[AVAILABLE RECORDS — start]
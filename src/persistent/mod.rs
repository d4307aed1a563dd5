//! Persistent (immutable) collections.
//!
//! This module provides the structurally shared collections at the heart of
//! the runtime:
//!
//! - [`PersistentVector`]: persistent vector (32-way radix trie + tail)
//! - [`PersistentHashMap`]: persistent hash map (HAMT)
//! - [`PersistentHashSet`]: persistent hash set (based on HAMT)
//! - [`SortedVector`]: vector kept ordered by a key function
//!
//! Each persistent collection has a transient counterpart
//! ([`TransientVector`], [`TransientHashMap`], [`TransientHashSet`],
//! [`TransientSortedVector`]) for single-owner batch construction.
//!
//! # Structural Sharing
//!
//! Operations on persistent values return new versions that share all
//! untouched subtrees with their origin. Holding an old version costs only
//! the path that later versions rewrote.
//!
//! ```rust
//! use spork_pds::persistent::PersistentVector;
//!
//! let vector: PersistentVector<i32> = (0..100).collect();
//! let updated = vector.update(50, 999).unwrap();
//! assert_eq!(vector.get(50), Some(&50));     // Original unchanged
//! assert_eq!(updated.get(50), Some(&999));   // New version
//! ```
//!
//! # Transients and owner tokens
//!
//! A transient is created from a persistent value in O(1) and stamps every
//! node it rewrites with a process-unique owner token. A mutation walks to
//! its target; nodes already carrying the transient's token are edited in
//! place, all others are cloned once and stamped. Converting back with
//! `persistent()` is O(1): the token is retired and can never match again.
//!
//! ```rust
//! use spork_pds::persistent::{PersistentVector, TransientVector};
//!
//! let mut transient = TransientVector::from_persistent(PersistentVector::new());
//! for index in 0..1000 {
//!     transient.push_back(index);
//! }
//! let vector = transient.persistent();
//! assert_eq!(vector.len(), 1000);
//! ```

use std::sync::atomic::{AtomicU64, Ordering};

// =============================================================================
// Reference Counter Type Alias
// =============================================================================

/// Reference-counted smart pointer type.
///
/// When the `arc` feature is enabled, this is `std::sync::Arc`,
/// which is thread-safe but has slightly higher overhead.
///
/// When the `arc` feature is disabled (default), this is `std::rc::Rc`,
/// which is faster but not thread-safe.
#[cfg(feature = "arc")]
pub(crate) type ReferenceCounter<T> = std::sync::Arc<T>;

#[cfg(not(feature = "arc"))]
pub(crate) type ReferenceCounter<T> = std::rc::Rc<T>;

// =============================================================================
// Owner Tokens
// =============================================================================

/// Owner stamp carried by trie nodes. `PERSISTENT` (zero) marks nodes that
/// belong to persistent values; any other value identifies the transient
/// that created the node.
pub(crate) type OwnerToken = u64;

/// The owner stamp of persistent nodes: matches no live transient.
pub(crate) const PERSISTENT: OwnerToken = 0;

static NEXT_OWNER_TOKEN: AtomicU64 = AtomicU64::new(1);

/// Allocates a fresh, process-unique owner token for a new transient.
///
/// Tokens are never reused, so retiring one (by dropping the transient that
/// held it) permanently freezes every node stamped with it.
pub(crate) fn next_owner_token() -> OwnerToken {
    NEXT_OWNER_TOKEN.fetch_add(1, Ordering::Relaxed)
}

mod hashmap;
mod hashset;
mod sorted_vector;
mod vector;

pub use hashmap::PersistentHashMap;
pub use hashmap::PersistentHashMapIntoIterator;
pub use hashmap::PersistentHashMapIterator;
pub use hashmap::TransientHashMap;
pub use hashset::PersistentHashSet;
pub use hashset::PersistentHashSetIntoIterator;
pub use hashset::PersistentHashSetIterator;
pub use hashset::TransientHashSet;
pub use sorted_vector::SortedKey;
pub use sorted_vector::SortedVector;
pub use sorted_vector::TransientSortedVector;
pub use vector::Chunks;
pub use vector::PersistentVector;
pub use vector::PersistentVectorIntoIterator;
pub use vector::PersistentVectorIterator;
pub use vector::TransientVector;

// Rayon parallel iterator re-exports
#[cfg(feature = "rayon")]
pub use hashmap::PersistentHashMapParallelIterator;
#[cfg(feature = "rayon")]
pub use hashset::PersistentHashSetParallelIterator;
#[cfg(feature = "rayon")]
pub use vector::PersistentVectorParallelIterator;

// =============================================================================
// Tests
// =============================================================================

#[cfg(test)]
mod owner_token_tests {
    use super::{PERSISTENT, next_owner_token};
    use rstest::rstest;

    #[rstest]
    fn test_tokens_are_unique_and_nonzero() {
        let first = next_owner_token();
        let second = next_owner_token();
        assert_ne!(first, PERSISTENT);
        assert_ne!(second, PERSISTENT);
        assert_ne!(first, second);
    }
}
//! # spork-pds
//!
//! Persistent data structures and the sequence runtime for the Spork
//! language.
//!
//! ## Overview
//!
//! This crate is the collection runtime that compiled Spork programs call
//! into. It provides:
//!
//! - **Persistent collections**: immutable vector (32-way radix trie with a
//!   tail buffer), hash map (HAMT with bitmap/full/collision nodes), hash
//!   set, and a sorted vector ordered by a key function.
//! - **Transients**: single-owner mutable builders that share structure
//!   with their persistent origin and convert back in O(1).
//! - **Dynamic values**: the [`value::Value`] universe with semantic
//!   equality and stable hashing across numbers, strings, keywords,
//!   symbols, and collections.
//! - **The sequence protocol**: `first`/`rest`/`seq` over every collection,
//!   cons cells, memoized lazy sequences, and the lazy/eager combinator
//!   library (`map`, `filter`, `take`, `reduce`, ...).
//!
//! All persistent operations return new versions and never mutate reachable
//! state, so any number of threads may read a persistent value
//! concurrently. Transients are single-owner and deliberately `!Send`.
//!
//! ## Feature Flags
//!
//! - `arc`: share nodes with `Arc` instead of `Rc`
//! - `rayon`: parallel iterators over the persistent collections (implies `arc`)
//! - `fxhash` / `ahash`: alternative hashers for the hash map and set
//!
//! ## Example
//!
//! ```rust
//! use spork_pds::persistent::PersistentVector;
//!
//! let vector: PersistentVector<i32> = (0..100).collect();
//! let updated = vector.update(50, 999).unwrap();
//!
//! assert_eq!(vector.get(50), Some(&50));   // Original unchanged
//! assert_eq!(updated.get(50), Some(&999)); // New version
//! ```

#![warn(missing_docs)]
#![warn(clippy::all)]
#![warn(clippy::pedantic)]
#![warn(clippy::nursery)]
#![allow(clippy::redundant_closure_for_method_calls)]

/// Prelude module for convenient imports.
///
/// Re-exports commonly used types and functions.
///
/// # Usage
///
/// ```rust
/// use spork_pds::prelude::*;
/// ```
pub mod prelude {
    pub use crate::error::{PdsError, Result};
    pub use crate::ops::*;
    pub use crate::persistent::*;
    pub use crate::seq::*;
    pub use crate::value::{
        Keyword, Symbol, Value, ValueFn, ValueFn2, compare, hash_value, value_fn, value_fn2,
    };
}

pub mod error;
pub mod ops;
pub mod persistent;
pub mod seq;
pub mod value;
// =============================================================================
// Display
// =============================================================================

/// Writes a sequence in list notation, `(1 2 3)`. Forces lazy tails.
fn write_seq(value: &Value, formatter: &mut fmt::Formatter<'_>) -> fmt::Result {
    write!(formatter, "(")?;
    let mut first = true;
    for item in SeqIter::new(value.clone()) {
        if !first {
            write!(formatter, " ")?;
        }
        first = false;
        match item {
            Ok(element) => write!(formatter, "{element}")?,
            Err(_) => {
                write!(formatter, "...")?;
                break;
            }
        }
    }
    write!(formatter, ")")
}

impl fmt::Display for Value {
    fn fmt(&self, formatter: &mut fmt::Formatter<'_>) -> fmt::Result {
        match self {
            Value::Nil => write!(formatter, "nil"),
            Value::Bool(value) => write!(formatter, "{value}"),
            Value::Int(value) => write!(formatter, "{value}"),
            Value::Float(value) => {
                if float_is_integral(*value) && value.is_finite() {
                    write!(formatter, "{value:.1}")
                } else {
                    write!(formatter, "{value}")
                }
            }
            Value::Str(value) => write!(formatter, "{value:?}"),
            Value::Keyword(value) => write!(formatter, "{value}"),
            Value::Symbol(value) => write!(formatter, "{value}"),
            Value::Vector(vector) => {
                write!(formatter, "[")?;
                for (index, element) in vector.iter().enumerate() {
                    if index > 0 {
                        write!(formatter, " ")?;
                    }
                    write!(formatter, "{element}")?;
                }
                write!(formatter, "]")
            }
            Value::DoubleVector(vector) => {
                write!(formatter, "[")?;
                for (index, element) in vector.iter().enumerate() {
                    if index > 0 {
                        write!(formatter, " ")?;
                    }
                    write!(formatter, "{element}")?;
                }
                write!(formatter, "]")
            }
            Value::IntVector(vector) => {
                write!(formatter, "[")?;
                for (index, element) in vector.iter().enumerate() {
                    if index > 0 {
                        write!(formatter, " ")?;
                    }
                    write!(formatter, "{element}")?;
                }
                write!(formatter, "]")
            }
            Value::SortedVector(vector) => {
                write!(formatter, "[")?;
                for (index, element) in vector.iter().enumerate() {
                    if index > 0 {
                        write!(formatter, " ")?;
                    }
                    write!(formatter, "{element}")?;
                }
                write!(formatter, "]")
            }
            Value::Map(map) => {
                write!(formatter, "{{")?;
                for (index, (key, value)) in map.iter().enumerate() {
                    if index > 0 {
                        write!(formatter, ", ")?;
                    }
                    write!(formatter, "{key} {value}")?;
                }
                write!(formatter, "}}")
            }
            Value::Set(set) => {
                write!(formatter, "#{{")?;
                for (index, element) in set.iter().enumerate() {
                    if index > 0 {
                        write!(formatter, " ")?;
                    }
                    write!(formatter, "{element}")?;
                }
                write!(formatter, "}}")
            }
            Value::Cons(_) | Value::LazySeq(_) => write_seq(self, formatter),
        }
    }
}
[AVAILABLE RECORDS — finish]
[AVAILABLE RECORDS — start]
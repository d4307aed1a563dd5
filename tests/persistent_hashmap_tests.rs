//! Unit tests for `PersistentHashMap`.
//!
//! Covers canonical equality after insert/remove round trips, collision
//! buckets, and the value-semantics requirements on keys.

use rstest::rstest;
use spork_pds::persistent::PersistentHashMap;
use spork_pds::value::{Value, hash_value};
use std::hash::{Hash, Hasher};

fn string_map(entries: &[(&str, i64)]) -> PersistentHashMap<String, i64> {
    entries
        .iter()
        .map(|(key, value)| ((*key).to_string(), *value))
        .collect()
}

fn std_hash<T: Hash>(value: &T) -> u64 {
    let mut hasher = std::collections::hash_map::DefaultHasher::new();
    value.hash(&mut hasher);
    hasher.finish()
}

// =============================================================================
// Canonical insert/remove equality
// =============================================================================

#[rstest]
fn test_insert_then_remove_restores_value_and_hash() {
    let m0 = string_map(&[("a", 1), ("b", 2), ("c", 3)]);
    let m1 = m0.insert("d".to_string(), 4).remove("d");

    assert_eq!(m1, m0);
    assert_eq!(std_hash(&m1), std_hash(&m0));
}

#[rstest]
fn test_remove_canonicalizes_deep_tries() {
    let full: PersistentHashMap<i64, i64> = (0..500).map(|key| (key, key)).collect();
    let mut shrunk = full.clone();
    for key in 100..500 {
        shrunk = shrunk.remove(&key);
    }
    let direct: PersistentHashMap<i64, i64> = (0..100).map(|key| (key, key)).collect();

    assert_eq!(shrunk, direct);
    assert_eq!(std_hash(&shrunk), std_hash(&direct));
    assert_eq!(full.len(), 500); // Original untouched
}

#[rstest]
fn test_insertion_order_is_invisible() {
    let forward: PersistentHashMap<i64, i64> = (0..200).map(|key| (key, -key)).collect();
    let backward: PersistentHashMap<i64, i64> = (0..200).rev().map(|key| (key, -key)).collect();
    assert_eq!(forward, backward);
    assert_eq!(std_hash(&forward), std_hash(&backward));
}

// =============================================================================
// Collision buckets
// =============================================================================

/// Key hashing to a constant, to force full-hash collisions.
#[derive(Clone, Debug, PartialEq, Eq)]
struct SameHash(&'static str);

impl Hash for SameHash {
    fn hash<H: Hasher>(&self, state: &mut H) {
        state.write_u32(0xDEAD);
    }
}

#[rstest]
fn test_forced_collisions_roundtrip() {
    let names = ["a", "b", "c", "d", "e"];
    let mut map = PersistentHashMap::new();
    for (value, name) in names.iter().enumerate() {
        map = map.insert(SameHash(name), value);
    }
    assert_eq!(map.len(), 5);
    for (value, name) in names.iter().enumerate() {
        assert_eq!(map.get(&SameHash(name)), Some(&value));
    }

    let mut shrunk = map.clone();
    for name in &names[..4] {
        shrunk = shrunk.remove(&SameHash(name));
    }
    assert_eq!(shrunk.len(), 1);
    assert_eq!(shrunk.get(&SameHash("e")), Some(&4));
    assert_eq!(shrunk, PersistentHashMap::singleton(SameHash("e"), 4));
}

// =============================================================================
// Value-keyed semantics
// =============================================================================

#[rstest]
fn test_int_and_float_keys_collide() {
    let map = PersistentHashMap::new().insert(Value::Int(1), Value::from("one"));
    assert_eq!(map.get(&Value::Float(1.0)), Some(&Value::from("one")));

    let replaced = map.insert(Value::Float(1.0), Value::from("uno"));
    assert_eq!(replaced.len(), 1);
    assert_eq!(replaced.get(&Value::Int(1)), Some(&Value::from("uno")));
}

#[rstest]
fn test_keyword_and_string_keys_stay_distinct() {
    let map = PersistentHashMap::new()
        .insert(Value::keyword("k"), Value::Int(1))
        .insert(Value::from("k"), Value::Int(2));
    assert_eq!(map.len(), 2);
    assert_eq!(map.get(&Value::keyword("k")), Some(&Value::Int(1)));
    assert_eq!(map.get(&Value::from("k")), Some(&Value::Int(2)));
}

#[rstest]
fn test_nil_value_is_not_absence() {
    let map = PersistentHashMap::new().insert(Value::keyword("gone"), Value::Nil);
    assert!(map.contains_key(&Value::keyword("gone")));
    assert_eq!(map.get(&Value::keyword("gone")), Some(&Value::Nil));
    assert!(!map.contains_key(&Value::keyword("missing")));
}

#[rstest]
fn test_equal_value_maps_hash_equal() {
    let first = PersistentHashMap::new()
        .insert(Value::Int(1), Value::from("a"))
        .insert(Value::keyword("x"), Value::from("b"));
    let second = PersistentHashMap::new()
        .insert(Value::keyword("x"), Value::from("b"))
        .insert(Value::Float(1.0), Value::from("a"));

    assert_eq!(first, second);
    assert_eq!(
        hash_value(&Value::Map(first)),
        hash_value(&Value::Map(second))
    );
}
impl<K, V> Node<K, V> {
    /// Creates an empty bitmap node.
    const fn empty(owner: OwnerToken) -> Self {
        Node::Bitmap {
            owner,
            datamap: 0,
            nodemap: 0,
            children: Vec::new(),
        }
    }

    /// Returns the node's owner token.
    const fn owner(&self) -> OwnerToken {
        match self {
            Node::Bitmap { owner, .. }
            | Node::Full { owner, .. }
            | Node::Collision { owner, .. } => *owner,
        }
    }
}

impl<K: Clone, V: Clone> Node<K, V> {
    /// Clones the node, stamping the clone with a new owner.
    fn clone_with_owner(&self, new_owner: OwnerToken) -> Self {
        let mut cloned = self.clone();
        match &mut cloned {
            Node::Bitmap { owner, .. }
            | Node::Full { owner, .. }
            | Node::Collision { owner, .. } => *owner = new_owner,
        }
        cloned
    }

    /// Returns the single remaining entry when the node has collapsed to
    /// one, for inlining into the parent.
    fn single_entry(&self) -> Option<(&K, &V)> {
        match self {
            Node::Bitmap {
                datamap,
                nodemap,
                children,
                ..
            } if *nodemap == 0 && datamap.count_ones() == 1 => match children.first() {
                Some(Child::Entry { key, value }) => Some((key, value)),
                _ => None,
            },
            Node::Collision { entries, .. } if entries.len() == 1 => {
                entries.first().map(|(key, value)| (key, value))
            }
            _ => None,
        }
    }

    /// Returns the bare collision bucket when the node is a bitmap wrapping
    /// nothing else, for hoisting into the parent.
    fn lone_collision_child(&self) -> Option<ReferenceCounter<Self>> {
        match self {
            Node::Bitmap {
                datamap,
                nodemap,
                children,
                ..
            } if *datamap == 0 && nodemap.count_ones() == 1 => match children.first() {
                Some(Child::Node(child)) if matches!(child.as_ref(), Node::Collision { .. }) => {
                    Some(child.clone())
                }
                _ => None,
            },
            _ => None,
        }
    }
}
[AVAILABLE RECORDS — finish]
* _ABOUT THIS EXERCISE_
Count every line of the entries that holds the string "ReferenceCounter". Please answer with the count alone.

* _SOLVED EXERCISE_
3